1001Philosophers

Augustine of Hippo 354 – 430

Augustine of Hippo was a Roman-African theologian and philosopher whose work shaped Western Christianity and Latin philosophy for the next millennium. His Confessions, addressed to God in autobiographical form, inaugurated a major literary genre and remains a foundational text on memory, time, and the structure of the self. The City of God presented an account of Christian providence in human history, written in response to the sack of Rome in 410. He synthesized Neoplatonic philosophy with Christian doctrine, producing influential treatments of free will, grace, original sin, and the just war. Augustine served as Bishop of Hippo Regius in Roman North Africa from 396 until his death in 430.

Key facts

Nationality
Roman
Era
Medieval
Movements
Medieval, Christian, Platonism

Selected quotes

  • Attributed to Augustine of Hippo:

    “Our hearts are restless until they rest in you.”

  • Attributed to Augustine of Hippo:

    “Love, and do what you will.”

  • Attributed to Augustine of Hippo:

    “Faith is to believe what you do not see; the reward of this faith is to see what you believe.”

  • Attributed to Augustine of Hippo:

    “What then is time? If no one asks me, I know what it is. If I wish to explain it to him who asks me, I do not know.”

  • Attributed to Augustine of Hippo:

    “Lord, give me chastity and continence, but not yet.”

Read all Augustine of Hippo quotes

Quotes that are not actually from Augustine of Hippo

These lines are widely circulated as Augustine of Hippo, but they do not appear in Augustine of Hippo's works.

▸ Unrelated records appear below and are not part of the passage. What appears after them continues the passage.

//! Core pricing calculation functions.
//!
//! Pure functions for estimate math - no I/O, no logging, no shared state.
//! Degenerate inputs produce `None` ("estimate unavailable"), never an error.
//! Arithmetic runs at full precision; rounding happens only when the
//! [`JobEstimate`] is built.

use rust_decimal::prelude::*;
use rust_decimal::Decimal;
use rust_decimal_macros::dec;

use crate::pricing::models::{JobEstimate, JobRequest, ServiceCategoryTag, StaircaseJobRequest};

/// Floor area assumed for one staircase floor, in m².
pub const STAIRCASE_AREA_PER_FLOOR: Decimal = dec!(50);

/// Staircase area one worker cleans per hour, in m².
pub const STAIRCASE_CAPACITY_PER_WORKER_HOUR: Decimal = dec!(50);

/// Labor rate charged for staircase cleaning, per hour.
pub const STAIRCASE_HOURLY_RATE: Decimal = dec!(300);

/// Time multiplier for buildings with an elevator.
pub const ELEVATOR_TIME_FACTOR: Decimal = dec!(0.9);

/// Laundry produced per employee per week, in kg.
pub const LAUNDRY_KG_PER_EMPLOYEE: Decimal = dec!(2.5);

/// Round half away from zero to the given number of decimal places.
///
/// # Examples
/// ```
/// use rust_decimal_macros::dec;
/// use cleanbook_web::pricing::round_dp;
///
/// assert_eq!(round_dp(dec!(2.345), 2), dec!(2.35));
/// assert_eq!(round_dp(dec!(2.5), 0), dec!(3));
/// assert_eq!(round_dp(dec!(1.234), 2), dec!(1.23));
/// ```
pub fn round_dp(value: Decimal, places: u32) -> Decimal {
    value.round_dp_with_strategy(places, RoundingStrategy::MidpointAwayFromZero)
}

/// Round a price to whole öre.
pub fn round_money(amount: Decimal) -> Decimal {
    round_dp(amount, 2)
}

/// Round a duration to one decimal place.
pub fn round_hours(hours: Decimal) -> Decimal {
    round_dp(hours, 1)
}

/// Coordination loss from putting several workers on one job.
///
/// 1 → 1.0, 2 → 1.1, 3 → 1.2, 4 → 1.3, and `1 + (n - 1) * 0.1` beyond that.
/// Counts below one are treated as a single worker.
pub fn inefficiency_factor(worker_count: i32) -> Decimal {
    match worker_count {
        i32::MIN..=1 => Decimal::ONE,
        2 => dec!(1.1),
        3 => dec!(1.2),
        4 => dec!(1.3),
        n => Decimal::ONE + Decimal::from(n - 1) * dec!(0.1),
    }
}

/// Price multiplier for larger crews. Caps at 1.10 from four workers up.
pub fn price_surcharge_factor(worker_count: i32) -> Decimal {
    match worker_count {
        i32::MIN..=1 => Decimal::ONE,
        2 => dec!(1.05),
        3 => dec!(1.08),
        _ => dec!(1.10),
    }
}

/// Hourly capacity for a service classification.
pub fn capacity_for_category(tag: ServiceCategoryTag) -> Decimal {
    tag.capacity_per_worker_hour()
}

/// Estimate time and price for an area, weight or item based job.
///
/// Returns `None` when capacity or worker count is not positive, when
/// quantity or unit price is negative, or when the numbers overflow.
/// A zero quantity is a valid, zero-sized job.
pub fn estimate_general_job(request: &JobRequest) -> Option<JobEstimate> {
    if request.capacity_per_worker_hour <= Decimal::ZERO || request.worker_count <= 0 {
        return None;
    }
    if request.quantity < Decimal::ZERO || request.price_per_unit < Decimal::ZERO {
        return None;
    }

    let workers = Decimal::from(request.worker_count);
    let hours = request
        .quantity
        .checked_div(request.capacity_per_worker_hour)?
        .checked_div(workers)?
        .checked_mul(inefficiency_factor(request.worker_count))?;

    let price_before_surcharge = request.quantity.checked_mul(request.price_per_unit)?;
    let price_with_surcharge =
        price_before_surcharge.checked_mul(price_surcharge_factor(request.worker_count))?;

    Some(JobEstimate {
        hours: round_hours(hours),
        price_with_surcharge: round_money(price_with_surcharge),
        price_before_surcharge: round_money(price_before_surcharge),
        total_area: None,
    })
}

/// Estimate staircase cleaning from stairwell and floor counts.
///
/// Each floor counts as [`STAIRCASE_AREA_PER_FLOOR`]; an elevator cuts the
/// time by 10%. Labor is billed at [`STAIRCASE_HOURLY_RATE`].
pub fn estimate_staircase_job(request: &StaircaseJobRequest) -> Option<JobEstimate> {
    if request.stairwell_count <= 0 || request.floors_per_stairwell <= 0 || request.worker_count <= 0
    {
        return None;
    }

    let total_area = Decimal::from(request.stairwell_count)
        .checked_mul(Decimal::from(request.floors_per_stairwell))?
        .checked_mul(STAIRCASE_AREA_PER_FLOOR)?;

    let elevator_factor = if request.has_elevator {
        ELEVATOR_TIME_FACTOR
    } else {
        Decimal::ONE
    };

    let crew_capacity =
        STAIRCASE_CAPACITY_PER_WORKER_HOUR.checked_mul(Decimal::from(request.worker_count))?;
    let hours = total_area
        .checked_div(crew_capacity)?
        .checked_mul(elevator_factor)?;

    let price_before_surcharge = hours.checked_mul(STAIRCASE_HOURLY_RATE)?;
    let price_with_surcharge =
        price_before_surcharge.checked_mul(price_surcharge_factor(request.worker_count))?;

    Some(JobEstimate {
        hours: round_hours(hours),
        price_with_surcharge: round_money(price_with_surcharge),
        price_before_surcharge: round_money(price_before_surcharge),
        total_area: Some(round_dp(total_area, 0)),
    })
}

/// Weekly laundry weight for a workplace, in whole kilograms.
///
/// Non-positive employee counts produce zero.
pub fn estimate_laundry_weight(employee_count: i32) -> Decimal {
    if employee_count <= 0 {
        return Decimal::ZERO;
    }
    round_dp(Decimal::from(employee_count) * LAUNDRY_KG_PER_EMPLOYEE, 0)
}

Each entry below identifies the actual source.

  • “Pray as if everything depended on God; work as if everything depended on you.”

    Actually by: Often attributed to Ignatius of Loyola, but the modern English form is later still

    This maxim is variously credited to Augustine, Ignatius of Loyola, and several other figures, but it does not appear in Augustine's surviving works. The form most commonly quoted today is associated with later Catholic devotional literature and circulated widely from the 19th century onward. Its earliest precise wording cannot be reliably traced to any single classical or medieval source.